Mariah nodded. “David knew him better than I did. They played hockey together, but we all used to get together after the games. And he hung out on the cocktail circuit, of course, trolling for news leads—and women,” Mariah added wryly. “He and David got to be good friends and Paul used to drop by our place a lot, but I never felt very comfortable with him. He’s one of those guys who figures he’s God’s gift to womankind.”
Tucker watched her closely, and then a grin formed at the edge of his lips. “Make a pass at you, did he?”
Mariah grimaced and nodded.
“Had he been in touch since you got back to the States?”
Mariah shook her head. “He came to the hospital in Vienna a couple of times, but I hadn’t seen him in months before he showed up yesterday.”
“Does Chaney know you’re CIA?”
“No, I’m sure he doesn’t. David wouldn’t have told him—he was absolutely discreet.

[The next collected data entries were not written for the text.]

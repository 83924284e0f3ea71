//! Sampling of component surfaces into lumped mass nodes.
//!
//! Every node carries a parametric weight; the weights of one segment sum
//! to one. They are only consulted when mass is distributed by area, the
//! default splits segment mass equally among nodes.

use nalgebra::Vector3;
use tracing::debug;

use crate::components::{FuselageGeometry, WingGeometry};
use crate::oracle::GeometryOracle;
use crate::utils::{
    lerp_point, parametric_weights, subdivisions, trapezoid_weights, triangular_number,
    BalanceError, GOLDEN_ANGLE, MAX_STATION_SPOKES, MAX_SUBDIVISIONS, MAX_WING_CHORD_SUBDIVISIONS,
    SPOKE_OUTER_FRACTION,
};

/// Nodes sampled on one segment of a component.
#[derive(Debug, Clone, Default, PartialEq)]
pub struct SegmentNodes {
    /// Oracle index of the sampled segment.
    pub segment: usize,
    pub points: Vec<Vector3<f64>>,
    pub weights: Vec<f64>,
}

impl SegmentNodes {
    fn new(segment: usize) -> Self {
        Self {
            segment,
            ..Default::default()
        }
    }

    fn push(&mut self, point: Vector3<f64>, weight: f64) {
        self.points.push(point);
        self.weights.push(weight);
    }

    pub fn len(&self) -> usize {
        self.points.len()
    }

    pub fn is_empty(&self) -> bool {
        self.points.is_empty()
    }
}

fn clamped_subdivisions(
    length: f64,
    spacing: f64,
    what: &'static str,
    segment: usize,
) -> Result<usize, BalanceError> {
    let (count, clamped) = subdivisions(length, spacing);
    if clamped {
        debug!(segment, length, spacing, what, "degenerate subdivision count clamped to 1");
    }
    if count > MAX_SUBDIVISIONS {
        return Err(BalanceError::InvalidInput(format!(
            "{} subdivisions of segment {} exceed {} (length {}, spacing {})",
            what, segment, MAX_SUBDIVISIONS, length, spacing
        )));
    }
    Ok(count)
}

/// Relative radii of the interior spokes of a cross-section.
///
/// Square-root spacing gives equal area per spoke; the sequence is shifted
/// so the outermost spoke sits at 0.98 of the local radius and any value
/// pushed below zero is dropped.
pub fn spoke_fractions(count: usize) -> Vec<f64> {
    if count == 0 {
        return Vec::new();
    }
    let raw: Vec<f64> = (0..count)
        .map(|i| (i as f64 / count as f64).sqrt())
        .collect();
    let shift = raw[count - 1] - SPOKE_OUTER_FRACTION;
    raw.into_iter()
        .map(|d| d - shift)
        .filter(|d| *d >= 0.0)
        .collect()
}

/// Samples one fuselage segment, addressed by its position in the chain.
///
/// At each longitudinal station the shell is walked once around the
/// circumference, followed by a sunflower pattern of interior spokes
/// centered on the interpolated section centroid.
pub fn fuselage_segment_nodes<O: GeometryOracle>(
    oracle: &O,
    geometry: &FuselageGeometry,
    position: usize,
    spacing: f64,
) -> Result<SegmentNodes, BalanceError> {
    let link = geometry.chain.get(position).ok_or_else(|| {
        BalanceError::InvalidInput(format!(
            "fuselage {} has no segment at chain position {}",
            geometry.index, position
        ))
    })?;
    let segment = link.segment;
    let fuselage = geometry.index;

    let subd_l = clamped_subdivisions(geometry.segment_lengths[position], spacing, "longitudinal", segment)?;
    let subd_c = clamped_subdivisions(geometry.section_perimeters[position], spacing, "circumferential", segment)?;
    let subd_r = clamped_subdivisions(0.5 * geometry.section_widths[position], spacing, "radial", segment)?;

    let spoke_count = subd_r
        .checked_mul(subd_c)
        .filter(|&n| n <= MAX_STATION_SPOKES)
        .ok_or_else(|| {
            BalanceError::InvalidInput(format!(
                "fuselage {} segment {} needs more than {} spokes per station at spacing {}",
                fuselage, segment, MAX_STATION_SPOKES, spacing
            ))
        })?;
    let spokes = spoke_fractions(spoke_count);
    let angles: Vec<f64> = (0..spokes.len()).map(|i| GOLDEN_ANGLE * i as f64).collect();

    let zetas: Vec<f64> = (0..=subd_c).map(|k| k as f64 / subd_c as f64).collect();
    let shell_weights = parametric_weights(&zetas);
    let (shell_share, spoke_share) = if spokes.is_empty() {
        (1.0, 0.0)
    } else {
        (0.5, 0.5 / spokes.len() as f64)
    };

    let inner_center = geometry.section_centers[position];
    let outer_center = geometry.section_centers[position + 1];
    let station_weights = trapezoid_weights(subd_l);

    let mut nodes = SegmentNodes::new(segment);
    for (j, station_weight) in station_weights.iter().enumerate() {
        let eta = j as f64 / subd_l as f64;
        let mut last = inner_center;
        for (zeta, w) in zetas.iter().zip(&shell_weights) {
            last = oracle.fuselage_point(fuselage, segment, eta, *zeta)?;
            nodes.push(last, station_weight * shell_share * w);
        }

        let center = lerp_point(&inner_center, &outer_center, eta);
        let radius = ((last.y - center.y).powi(2) + (last.z - center.z).powi(2)).sqrt();
        for (d, theta) in spokes.iter().zip(&angles) {
            let r = radius * d;
            nodes.push(
                Vector3::new(last.x, center.y + r * theta.cos(), center.z + r * theta.sin()),
                station_weight * spoke_share,
            );
        }
    }

    debug!(fuselage, segment, subd_l, subd_c, subd_r, nodes = nodes.len(), "fuselage segment sampled");
    Ok(nodes)
}

/// Chordwise stations along one surface, clustered towards the leading edge.
///
/// The `k`-th station sits at `T(k) / T(n + 1)` of the chord, `T` being the
/// triangular numbers; a surface parameterised from the trailing edge gets
/// the mirrored positions.
pub fn chordwise_stations(subdivisions: usize, from_leading_edge: bool) -> Vec<f64> {
    let denominator = triangular_number(subdivisions + 1) as f64;
    (0..=subdivisions)
        .map(|k| {
            let xsi = triangular_number(k) as f64 / denominator;
            if from_leading_edge {
                xsi
            } else {
                1.0 - xsi
            }
        })
        .collect()
}

/// Samples one wing segment, addressed by its position in the chain.
///
/// Each spanwise station contributes both ends of the lower surface and
/// a lower/upper pair at every chordwise station. A mirrored half samples
/// the primary surface and reflects every node through its symmetry plane.
pub fn wing_segment_nodes<O: GeometryOracle>(
    oracle: &O,
    geometry: &WingGeometry,
    position: usize,
    spacing: f64,
    chord_subdivisions: usize,
) -> Result<SegmentNodes, BalanceError> {
    let link = geometry.chain.get(position).ok_or_else(|| {
        BalanceError::InvalidInput(format!(
            "wing {} has no segment at chain position {}",
            geometry.index, position
        ))
    })?;
    let segment = link.segment;
    let wing = geometry.index;

    if chord_subdivisions > MAX_WING_CHORD_SUBDIVISIONS {
        return Err(BalanceError::InvalidInput(format!(
            "{} chordwise subdivisions exceed {}",
            chord_subdivisions, MAX_WING_CHORD_SUBDIVISIONS
        )));
    }
    let subd_l = clamped_subdivisions(geometry.segment_lengths[position], spacing, "spanwise", segment)?;
    let station_weights = trapezoid_weights(subd_l);

    let mut nodes = SegmentNodes::new(segment);
    for (j, station_weight) in station_weights.iter().enumerate() {
        let eta = j as f64 / subd_l as f64;
        let start = oracle.wing_lower_point(wing, segment, eta, 0.0)?;
        let end = oracle.wing_lower_point(wing, segment, eta, 1.0)?;
        let stations = chordwise_stations(chord_subdivisions, start.x < end.x);
        let place = |p: Vector3<f64>| {
            if geometry.is_mirror {
                geometry.symmetry.mirror(&p)
            } else {
                p
            }
        };

        let mut lower_params = vec![0.0, 1.0];
        lower_params.extend_from_slice(&stations);
        let lower_weights = parametric_weights(&lower_params);
        let upper_weights = parametric_weights(&stations);
        let half = 0.5 * station_weight;

        nodes.push(place(start), half * lower_weights[0]);
        nodes.push(place(end), half * lower_weights[1]);
        for (k, xsi) in stations.iter().enumerate() {
            let lower = oracle.wing_lower_point(wing, segment, eta, *xsi)?;
            let upper = oracle.wing_upper_point(wing, segment, eta, *xsi)?;
            nodes.push(place(lower), half * lower_weights[k + 2]);
            nodes.push(place(upper), half * upper_weights[k]);
        }
    }

    debug!(wing, segment, subd_l, chord_subdivisions, nodes = nodes.len(), "wing segment sampled");
    Ok(nodes)
}
use nalgebra::Vector3;
use tracing::{debug, info, instrument};

use crate::components::{AircraftFuseGeometry, FuselageGeometry};
use crate::oracle::GeometryOracle;
use crate::systems::topology::{ordered_chain, section_order};
use crate::utils::{distance, midpoint, BalanceError, ComponentId, MIN_PROFILE_SAMPLES};

/// Cross-section of a fuselage sampled around its circumference.
#[derive(Debug, Clone, Copy, PartialEq)]
pub struct ProfileSample {
    pub centroid: Vector3<f64>,
    pub perimeter: f64,
    pub width: f64,
    pub height: f64,
}

/// Samples the cross-section at `eta` of a fuselage segment at `samples`
/// evenly spaced circumferential stations.
pub fn sample_profile<O: GeometryOracle>(
    oracle: &O,
    fuselage: usize,
    segment: usize,
    eta: f64,
    samples: usize,
) -> Result<ProfileSample, BalanceError> {
    if samples < MIN_PROFILE_SAMPLES {
        return Err(BalanceError::InvalidInput(format!(
            "profile needs at least {} samples, got {}",
            MIN_PROFILE_SAMPLES, samples
        )));
    }
    let points = (0..samples)
        .map(|i| oracle.fuselage_point(fuselage, segment, eta, i as f64 / samples as f64))
        .collect::<Result<Vec<_>, _>>()?;

    let centroid = points.iter().sum::<Vector3<f64>>() / samples as f64;
    let perimeter = points
        .iter()
        .zip(points.iter().cycle().skip(1))
        .map(|(a, b)| distance(a, b))
        .sum();

    let (mut y_min, mut y_max) = (f64::INFINITY, f64::NEG_INFINITY);
    let (mut z_min, mut z_max) = (f64::INFINITY, f64::NEG_INFINITY);
    for p in &points {
        y_min = y_min.min(p.y);
        y_max = y_max.max(p.y);
        z_min = z_min.min(p.z);
        z_max = z_max.max(p.z);
    }

    Ok(ProfileSample {
        centroid,
        perimeter,
        width: y_max - y_min,
        height: z_max - z_min,
    })
}

/// Evaluates the geometry of one fuselage, ordering its segments nose to tail.
#[instrument(skip(oracle))]
pub fn analyse_fuselage<O: GeometryOracle>(
    oracle: &O,
    fuselage: usize,
    profile_samples: usize,
) -> Result<FuselageGeometry, BalanceError> {
    let component = ComponentId::Fuselage(fuselage);
    let symmetry = oracle.symmetry(component)?;
    let section_count = oracle.section_count(component)?;
    let segment_count = oracle.segment_count(component)?;

    let chain = ordered_chain(oracle, component, |oracle, segment| {
        Ok(sample_profile(oracle, fuselage, segment, 0.0, profile_samples)?
            .centroid
            .x)
    })?;
    let order = section_order(&chain);

    let mut profiles = Vec::with_capacity(chain.len() + 1);
    for link in &chain {
        profiles.push(sample_profile(oracle, fuselage, link.segment, 0.0, profile_samples)?);
    }
    if let Some(tail) = chain.last() {
        profiles.push(sample_profile(oracle, fuselage, tail.segment, 1.0, profile_samples)?);
    }

    let section_centers: Vec<Vector3<f64>> = profiles.iter().map(|p| p.centroid).collect();
    let segment_lengths: Vec<f64> = section_centers
        .windows(2)
        .map(|pair| distance(&pair[0], &pair[1]))
        .collect();
    let segment_centers = section_centers
        .windows(2)
        .map(|pair| midpoint(&pair[0], &pair[1]))
        .collect();
    let length = segment_lengths.iter().sum();

    let geometry = FuselageGeometry {
        index: fuselage,
        symmetry,
        section_count,
        segment_count,
        chain,
        section_order: order,
        section_perimeters: profiles.iter().map(|p| p.perimeter).collect(),
        section_widths: profiles.iter().map(|p| p.width).collect(),
        section_heights: profiles.iter().map(|p| p.height).collect(),
        section_centers,
        segment_lengths,
        segment_centers,
        length,
    };
    debug!(fuselage, length = geometry.length, max_width = geometry.max_width(), "fuselage analysed");
    Ok(geometry)
}

#[instrument(skip(oracle))]
pub fn analyse_fuselages<O: GeometryOracle>(
    oracle: &O,
    profile_samples: usize,
) -> Result<AircraftFuseGeometry, BalanceError> {
    let fuselages = (0..oracle.fuselage_count())
        .map(|f| analyse_fuselage(oracle, f, profile_samples))
        .collect::<Result<Vec<_>, _>>()?;
    let geometry = AircraftFuseGeometry { fuselages };
    info!(
        fuselages = geometry.fuselages.len(),
        total_length = geometry.total_length(),
        "fuselage geometry evaluated"
    );
    Ok(geometry)
}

During the entire three years we were in Vienna, there was never the slightest hint that my cover was blown, with Chaney or anyone else. As far as anyone knew, I was simply an embassy administrator. Chaney always seemed more interested in David’s work at the IAEA. He often turned to David to demystify some of the complexities of nuclear issues, and he knew that David was working to beef up the agency’s policing role.”
“So what do you think Chaney’s on to now?”
Mariah glanced at him sharply. “That’s what I was hoping you’d tell me,” she said. She came forward and stood in front of his desk, leaning closer, hands planted in the middle of his papers. “Frank, you told me—you swore—that the truck hit our car by accident. You knew I wasn’t in any position, between David’s and Lindsay’s injuries, to pay close attention to the investigation. But you promised me that every angle would be looked into.”
“And it was.” Frank brought his hammy fists together and stared at them intently for a moment before looking back up at her, his voice low. “Dammit, Mariah—don’t you think I was blown away by what happened? I felt responsible. I recruited you, helped you get that assignment in Vienna. I felt bloody awful when things ended up the way they did.”
Mariah’s shoulders slumped as she watched his gruff old face transformed by guilt. She reached out and squeezed his hand. “It wasn’t your fault, no matter what. But now, with Chaney, I’m wondering again….” She sank down onto a chair and stared at the floor. “It was just a fluke that I wasn’t in the car. David should never have been there. He normally jogged to work, but at the last minute that morning we changed plans. Lindsay had a science project that she needed help carrying in and I had an early meeting with an asset, so David drove her to school. If they hadn’t dropped me off first, neither of them would have been there when the brakes failed on that truck.”
Frank nodded. Mariah knew she had told him this before, but the awful irony of it never left her. David’s life had been destroyed in her place because she’d been too busy that morning to drive their daughter to school. Now, what if it wasn’t an accident, after all?
“I’ve been thinking—was I the target?” she asked quietly, her eyes fixed on his. “Was it the CHAUCER operation? Was someone trying to kill me and made a mistake?”